● What you are asked to do: Restate word for word the lines in the listing below, starting at the line containing "This module defines" and ending at the line containing "The created node", both included; leave out the rest.

● Records for this task:

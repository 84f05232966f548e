//! Graph store trait definition.
//!
//! This module defines the abstract interface for property-graph operations,
//! allowing different backends (Neo4j, in-memory) to be injected into the engine.

use async_trait::async_trait;

use crate::errors::GraphStoreError;
use crate::types::{
    Edge, EdgeMerge, EdgePattern, EdgeType, MergeOutcome, Node, NodeLabel, NodeQuery, NodeRef,
    Properties, PropertyValue,
};

/// Abstracts the underlying property graph (Neo4j, in-memory, etc.).
///
/// Every operation is a single statement against the store; there are no
/// multi-statement transactions at this level. Any operation may fail with a
/// connectivity error (`GraphStoreError::Unavailable` / `Timeout`). Retry
/// policy, if any, belongs to the implementation, not to callers.
///
/// Nodes are addressed by `(label, id)`. Operations that take endpoint nodes
/// follow MATCH semantics: when an endpoint is missing nothing is written and
/// the method reports it through its return value rather than an error.
#[async_trait]
pub trait GraphStore: Send + Sync {
    /// Create a node with the given identifier and properties.
    ///
    /// # Returns
    ///
    /// * `Ok(Node)` - The created node
    /// * `Err(GraphStoreError::DuplicateNode)` - If `(label, id)` already exists
    async fn create_node(
        &self,
        label: NodeLabel,
        id: &str,
        properties: Properties,
    ) -> Result<Node, GraphStoreError>;

    /// Create the node if absent, otherwise return the existing one untouched.
    ///
    /// `on_create` properties are only written when the node is created, so
    /// repeating the call with the same identifier never duplicates or
    /// overwrites anything.
    async fn merge_node(
        &self,
        label: NodeLabel,
        id: &str,
        on_create: Properties,
    ) -> Result<MergeOutcome, GraphStoreError>;

    /// Read a node, or `None` if it does not exist.
    async fn get_node(&self, node: &NodeRef) -> Result<Option<Node>, GraphStoreError>;

    /// Whether a node exists.
    async fn exists(&self, node: &NodeRef) -> Result<bool, GraphStoreError>;

    /// Overwrite a single property. Returns `false` if the node does not exist.
    async fn set_property(
        &self,
        node: &NodeRef,
        key: &str,
        value: PropertyValue,
    ) -> Result<bool, GraphStoreError>;

    /// Add `delta` to an integer property in one statement, flooring the
    /// result at zero. A missing property counts as zero.
    ///
    /// # Returns
    ///
    /// * `Ok(Some(value))` - The stored value after the adjustment
    /// * `Ok(None)` - If the node does not exist
    async fn adjust_counter(
        &self,
        node: &NodeRef,
        key: &str,
        delta: i64,
    ) -> Result<Option<i64>, GraphStoreError>;

    /// Create an edge. Repeated calls create repeated edges.
    ///
    /// Returns `false` if either endpoint does not exist.
    async fn create_edge(
        &self,
        from: &NodeRef,
        edge_type: EdgeType,
        to: &NodeRef,
    ) -> Result<bool, GraphStoreError>;

    /// Create an edge unless an identical one already exists.
    ///
    /// Reports whether this call wrote the edge, found it already present, or
    /// wrote nothing because an endpoint is missing.
    async fn merge_edge(
        &self,
        from: &NodeRef,
        edge_type: EdgeType,
        to: &NodeRef,
    ) -> Result<EdgeMerge, GraphStoreError>;

    /// Delete every edge matching the pattern and return how many were removed.
    ///
    /// # Returns
    ///
    /// * `Err(GraphStoreError::InvalidPattern)` - If the pattern is unbounded
    async fn delete_edges(&self, pattern: &EdgePattern) -> Result<usize, GraphStoreError>;

    /// Delete a node that has no remaining edges.
    ///
    /// # Returns
    ///
    /// * `Ok(true)` - The node was deleted
    /// * `Ok(false)` - The node did not exist
    /// * `Err(GraphStoreError::NodeHasEdges)` - Edges still reference the node
    async fn delete_node(&self, node: &NodeRef) -> Result<bool, GraphStoreError>;

    /// List edges matching the pattern.
    async fn query_edges(&self, pattern: &EdgePattern) -> Result<Vec<Edge>, GraphStoreError>;

    /// List nodes matching the query, ordered by identifier.
    async fn query_nodes(&self, query: &NodeQuery) -> Result<Vec<Node>, GraphStoreError>;

    /// Count edges matching the pattern.
    async fn count_edges(&self, pattern: &EdgePattern) -> Result<u64, GraphStoreError>;
}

● Answer box:
//! This module defines the abstract interface for property-graph operations,
//! allowing different backends (Neo4j, in-memory) to be injected into the engine.

use async_trait::async_trait;

use crate::errors::GraphStoreError;
use crate::types::{
    Edge, EdgeMerge, EdgePattern, EdgeType, MergeOutcome, Node, NodeLabel, NodeQuery, NodeRef,
    Properties, PropertyValue,
};

/// Abstracts the underlying property graph (Neo4j, in-memory, etc.).
///
/// Every operation is a single statement against the store; there are no
/// multi-statement transactions at this level. Any operation may fail with a
/// connectivity error (`GraphStoreError::Unavailable` / `Timeout`). Retry
/// policy, if any, belongs to the implementation, not to callers.
///
/// Nodes are addressed by `(label, id)`. Operations that take endpoint nodes
/// follow MATCH semantics: when an endpoint is missing nothing is written and
/// the method reports it through its return value rather than an error.
#[async_trait]
pub trait GraphStore: Send + Sync {
    /// Create a node with the given identifier and properties.
    ///
    /// # Returns
    ///
    /// * `Ok(Node)` - The created node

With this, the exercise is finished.